Beaucoup de personnes ne sortent jamais de chez elles sans leur portable, et sont irritées s’il est déchargé. Sont-elles nomophobes ?

«Concrètement, l'addiction au téléphone portable représente bien peu des consultations par rapport au nombre d'usagers. De plus, il s'agit d'un comportement souvent associé à d'autres addictions comme les jeux d'argent qui passent beaucoup par des applications aujourd'hui», tempère le professeur en addictologie Marc Auriacombe.

Mais certains comportements sont excessifs. Laurent Karila évoque un patient qui arbore plusieurs batteries à la ceinture.

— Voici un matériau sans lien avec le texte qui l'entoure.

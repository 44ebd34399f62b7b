//! Prometheus metrics for the retrieval server
//!
//! Privacy-safe metrics: only route and outcome labels, never indices or
//! record content.

use metrics::{counter, gauge, histogram};
use std::time::Duration;

pub const ROUTE_ROOT: &str = "root";
pub const ROUTE_OT: &str = "ot";
pub const ROUTE_OT_RECORD: &str = "ot_record";
pub const ROUTE_PIR: &str = "pir";
pub const ROUTE_INSERT: &str = "insert";
pub const ROUTE_TOMBSTONE: &str = "tombstone";
pub const ROUTE_SNAPSHOT: &str = "snapshot";

pub const OUTCOME_OK: &str = "ok";
pub const OUTCOME_CLIENT_ERROR: &str = "client_error";
pub const OUTCOME_SERVER_ERROR: &str = "server_error";

pub fn record_request(route: &str, outcome: &str, duration: Duration) {
    counter!("saltree_requests_total", "route" => route.to_string(), "outcome" => outcome.to_string()).increment(1);
    histogram!("saltree_request_duration_seconds", "route" => route.to_string(), "outcome" => outcome.to_string())
        .record(duration.as_secs_f64());
}

pub fn record_mutation(kind: &str) {
    counter!("saltree_mutations_total", "kind" => kind.to_string()).increment(1);
}

pub fn set_tree_shape(leaves: u64, tombstones: u64, height: u64) {
    gauge!("saltree_tree_leaves").set(leaves as f64);
    gauge!("saltree_tree_tombstones").set(tombstones as f64);
    gauge!("saltree_tree_height").set(height as f64);
}

pub fn set_epoch(epoch: u64) {
    gauge!("saltree_commitment_epoch").set(epoch as f64);
}

pub fn record_snapshot(duration: Duration, bytes: usize) {
    histogram!("saltree_snapshot_duration_seconds").record(duration.as_secs_f64());
    gauge!("saltree_snapshot_bytes").set(bytes as f64);
}

pub fn init_prometheus_recorder(
) -> Result<metrics_exporter_prometheus::PrometheusHandle, metrics_exporter_prometheus::BuildError> {
    metrics_exporter_prometheus::PrometheusBuilder::new().install_recorder()
}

Monique Portner-Helfer, porte-parole de l'association Addiction Suisse affirme ne pas recevoir beaucoup d'appels pour cette addiction. «La plupart du temps, ce sont des parents qui s'inquiètent pour leur enfant adolescent. Le comportement devient problématique quand il prend la place d'autres activités comme le sommeil, les repas, ou les échanges avec d'autres personnes», explique-t-elle.

En sortir

Certains chercheurs ont proposé un petit test afin de vérifier son propre attachement à son téléphone.

Comme souvent le chemin vers le mieux passe par la prise de conscience du problème. Ensuite, «il faut redéfinir ce qu'est une consommation acceptable», explique Daniele Zullino. À chaque étape, des professionnels peuvent accompagner.